Lines to restate from the data below: from the one containing "use tracing::error;" to the one containing "impl From<FeaturedMovieRecord> for", both included. Give them again exactly, and only them.

▬▬▬▬▬▬▬▬▬▬

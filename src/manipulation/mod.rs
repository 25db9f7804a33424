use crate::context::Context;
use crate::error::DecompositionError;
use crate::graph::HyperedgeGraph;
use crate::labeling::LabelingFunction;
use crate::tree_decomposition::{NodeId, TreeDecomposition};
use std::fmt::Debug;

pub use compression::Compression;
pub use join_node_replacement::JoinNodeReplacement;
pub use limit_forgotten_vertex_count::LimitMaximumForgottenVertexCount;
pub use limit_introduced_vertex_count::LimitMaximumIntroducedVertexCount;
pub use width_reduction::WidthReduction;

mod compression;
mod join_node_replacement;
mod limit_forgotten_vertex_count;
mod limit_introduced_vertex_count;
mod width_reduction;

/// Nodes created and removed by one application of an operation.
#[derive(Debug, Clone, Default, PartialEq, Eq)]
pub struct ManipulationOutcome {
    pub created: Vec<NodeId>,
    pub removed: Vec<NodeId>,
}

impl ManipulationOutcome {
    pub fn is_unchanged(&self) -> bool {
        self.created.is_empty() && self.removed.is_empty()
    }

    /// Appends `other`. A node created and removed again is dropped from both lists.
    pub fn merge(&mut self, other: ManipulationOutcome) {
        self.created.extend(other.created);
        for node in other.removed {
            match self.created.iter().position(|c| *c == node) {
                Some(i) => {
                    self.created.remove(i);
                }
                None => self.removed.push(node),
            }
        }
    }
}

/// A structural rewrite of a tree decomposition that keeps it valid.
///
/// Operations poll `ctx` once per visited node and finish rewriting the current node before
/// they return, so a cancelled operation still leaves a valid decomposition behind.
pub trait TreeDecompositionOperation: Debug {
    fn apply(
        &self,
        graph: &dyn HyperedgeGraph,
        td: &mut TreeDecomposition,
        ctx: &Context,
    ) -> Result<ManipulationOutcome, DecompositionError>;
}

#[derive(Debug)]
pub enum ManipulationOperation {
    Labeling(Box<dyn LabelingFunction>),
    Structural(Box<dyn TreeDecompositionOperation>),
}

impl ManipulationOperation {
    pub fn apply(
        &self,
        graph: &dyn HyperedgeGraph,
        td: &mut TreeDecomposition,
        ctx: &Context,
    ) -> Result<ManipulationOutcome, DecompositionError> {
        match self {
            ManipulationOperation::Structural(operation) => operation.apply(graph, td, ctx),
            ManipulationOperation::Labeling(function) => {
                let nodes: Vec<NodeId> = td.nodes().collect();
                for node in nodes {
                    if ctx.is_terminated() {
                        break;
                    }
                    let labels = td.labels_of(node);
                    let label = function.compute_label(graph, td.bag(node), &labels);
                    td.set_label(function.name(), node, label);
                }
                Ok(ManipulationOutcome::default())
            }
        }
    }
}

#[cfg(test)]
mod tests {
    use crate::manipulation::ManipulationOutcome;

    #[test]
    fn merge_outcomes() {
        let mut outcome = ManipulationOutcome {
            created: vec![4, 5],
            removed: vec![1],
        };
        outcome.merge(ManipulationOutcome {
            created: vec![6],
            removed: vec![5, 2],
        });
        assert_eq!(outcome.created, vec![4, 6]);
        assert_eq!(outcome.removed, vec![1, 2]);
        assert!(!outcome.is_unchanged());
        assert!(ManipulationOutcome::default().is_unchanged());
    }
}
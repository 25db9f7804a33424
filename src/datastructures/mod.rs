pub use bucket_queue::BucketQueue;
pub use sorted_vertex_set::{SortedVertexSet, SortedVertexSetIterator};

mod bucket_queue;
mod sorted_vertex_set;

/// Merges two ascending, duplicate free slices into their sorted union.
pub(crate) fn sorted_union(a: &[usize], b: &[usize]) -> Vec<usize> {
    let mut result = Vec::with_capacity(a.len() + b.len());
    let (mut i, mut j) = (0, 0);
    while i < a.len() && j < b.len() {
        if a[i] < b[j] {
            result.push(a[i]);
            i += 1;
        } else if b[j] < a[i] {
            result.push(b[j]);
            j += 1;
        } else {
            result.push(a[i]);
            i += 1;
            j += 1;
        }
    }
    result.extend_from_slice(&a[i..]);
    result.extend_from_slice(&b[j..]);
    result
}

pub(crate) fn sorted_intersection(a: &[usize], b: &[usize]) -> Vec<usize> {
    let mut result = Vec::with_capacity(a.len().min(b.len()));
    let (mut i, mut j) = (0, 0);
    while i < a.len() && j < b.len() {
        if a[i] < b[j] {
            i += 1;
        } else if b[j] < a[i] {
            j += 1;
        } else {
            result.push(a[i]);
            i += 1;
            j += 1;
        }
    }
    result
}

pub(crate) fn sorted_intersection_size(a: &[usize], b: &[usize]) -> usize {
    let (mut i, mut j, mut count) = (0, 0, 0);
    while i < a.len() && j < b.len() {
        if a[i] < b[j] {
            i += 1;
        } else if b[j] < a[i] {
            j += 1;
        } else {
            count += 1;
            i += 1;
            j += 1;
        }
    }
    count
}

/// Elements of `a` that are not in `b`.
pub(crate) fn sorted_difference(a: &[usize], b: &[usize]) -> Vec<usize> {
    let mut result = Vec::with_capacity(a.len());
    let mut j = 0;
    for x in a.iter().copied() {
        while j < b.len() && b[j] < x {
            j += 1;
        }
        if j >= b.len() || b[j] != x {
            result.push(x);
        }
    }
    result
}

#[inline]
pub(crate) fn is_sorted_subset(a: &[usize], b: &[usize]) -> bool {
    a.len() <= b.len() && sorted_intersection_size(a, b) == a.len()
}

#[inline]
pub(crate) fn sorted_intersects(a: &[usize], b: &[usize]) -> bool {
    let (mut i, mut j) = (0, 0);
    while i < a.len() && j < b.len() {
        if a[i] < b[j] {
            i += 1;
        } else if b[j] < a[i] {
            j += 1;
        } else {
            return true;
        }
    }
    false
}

▬▬▬▬▬▬▬▬▬▬

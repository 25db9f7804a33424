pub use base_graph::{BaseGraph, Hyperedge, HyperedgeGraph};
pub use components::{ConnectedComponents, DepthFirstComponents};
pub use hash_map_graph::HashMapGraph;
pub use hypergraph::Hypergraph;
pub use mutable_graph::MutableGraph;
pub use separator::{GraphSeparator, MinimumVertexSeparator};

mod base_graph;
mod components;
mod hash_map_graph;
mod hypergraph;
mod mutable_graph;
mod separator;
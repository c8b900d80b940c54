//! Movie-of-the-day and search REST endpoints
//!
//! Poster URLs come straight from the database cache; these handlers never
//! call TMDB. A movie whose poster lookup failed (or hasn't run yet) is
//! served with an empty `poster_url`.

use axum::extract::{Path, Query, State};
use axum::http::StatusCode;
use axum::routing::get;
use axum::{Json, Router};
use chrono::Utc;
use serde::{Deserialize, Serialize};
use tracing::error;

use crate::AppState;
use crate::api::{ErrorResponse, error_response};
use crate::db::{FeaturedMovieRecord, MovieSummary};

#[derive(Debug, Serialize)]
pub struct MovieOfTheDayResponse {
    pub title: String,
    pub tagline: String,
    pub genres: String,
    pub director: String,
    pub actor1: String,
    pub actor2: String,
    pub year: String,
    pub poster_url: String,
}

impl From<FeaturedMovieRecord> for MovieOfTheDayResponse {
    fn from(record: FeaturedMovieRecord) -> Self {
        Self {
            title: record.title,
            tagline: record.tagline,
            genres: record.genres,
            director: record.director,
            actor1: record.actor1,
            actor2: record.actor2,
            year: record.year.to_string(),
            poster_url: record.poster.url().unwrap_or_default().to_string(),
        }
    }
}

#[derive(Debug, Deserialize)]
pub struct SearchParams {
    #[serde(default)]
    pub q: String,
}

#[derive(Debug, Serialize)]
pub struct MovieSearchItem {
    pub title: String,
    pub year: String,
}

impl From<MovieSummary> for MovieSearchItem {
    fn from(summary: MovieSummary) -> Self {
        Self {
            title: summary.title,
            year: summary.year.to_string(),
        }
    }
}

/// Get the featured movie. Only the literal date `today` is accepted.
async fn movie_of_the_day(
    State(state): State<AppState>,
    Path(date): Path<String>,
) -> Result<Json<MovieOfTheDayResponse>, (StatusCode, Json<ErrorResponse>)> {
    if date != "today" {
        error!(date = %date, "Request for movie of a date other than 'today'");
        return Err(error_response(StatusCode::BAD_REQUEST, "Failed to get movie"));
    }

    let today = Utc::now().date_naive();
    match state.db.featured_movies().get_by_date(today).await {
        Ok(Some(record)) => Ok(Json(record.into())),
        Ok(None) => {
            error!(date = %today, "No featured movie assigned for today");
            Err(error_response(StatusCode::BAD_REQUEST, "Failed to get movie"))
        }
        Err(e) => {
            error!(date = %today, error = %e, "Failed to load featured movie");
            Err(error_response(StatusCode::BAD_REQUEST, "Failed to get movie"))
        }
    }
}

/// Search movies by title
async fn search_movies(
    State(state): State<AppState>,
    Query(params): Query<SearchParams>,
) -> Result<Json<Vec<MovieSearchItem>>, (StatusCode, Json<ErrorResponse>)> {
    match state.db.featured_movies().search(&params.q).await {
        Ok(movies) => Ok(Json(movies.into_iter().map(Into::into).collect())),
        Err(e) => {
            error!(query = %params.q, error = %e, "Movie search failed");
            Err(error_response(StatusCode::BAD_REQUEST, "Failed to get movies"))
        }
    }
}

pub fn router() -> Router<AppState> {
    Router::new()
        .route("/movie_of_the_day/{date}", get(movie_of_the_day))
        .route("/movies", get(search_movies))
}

▬▬▬▬▬▬▬▬▬▬

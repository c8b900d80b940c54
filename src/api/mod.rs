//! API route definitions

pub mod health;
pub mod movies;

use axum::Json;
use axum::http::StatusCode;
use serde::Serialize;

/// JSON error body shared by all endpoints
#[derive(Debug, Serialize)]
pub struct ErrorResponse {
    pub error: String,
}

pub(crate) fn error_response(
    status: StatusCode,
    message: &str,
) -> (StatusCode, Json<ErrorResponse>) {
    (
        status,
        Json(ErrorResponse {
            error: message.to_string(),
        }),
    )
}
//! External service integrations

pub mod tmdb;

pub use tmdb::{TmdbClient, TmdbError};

▬▬▬▬▬▬▬▬▬▬

(Output of the task)
use tracing::error;

use crate::AppState;
use crate::api::{ErrorResponse, error_response};
use crate::db::{FeaturedMovieRecord, MovieSummary};

#[derive(Debug, Serialize)]
pub struct MovieOfTheDayResponse {
    pub title: String,
    pub tagline: String,
    pub genres: String,
    pub director: String,
    pub actor1: String,
    pub actor2: String,
    pub year: String,
    pub poster_url: String,
}

impl From<FeaturedMovieRecord> for MovieOfTheDayResponse {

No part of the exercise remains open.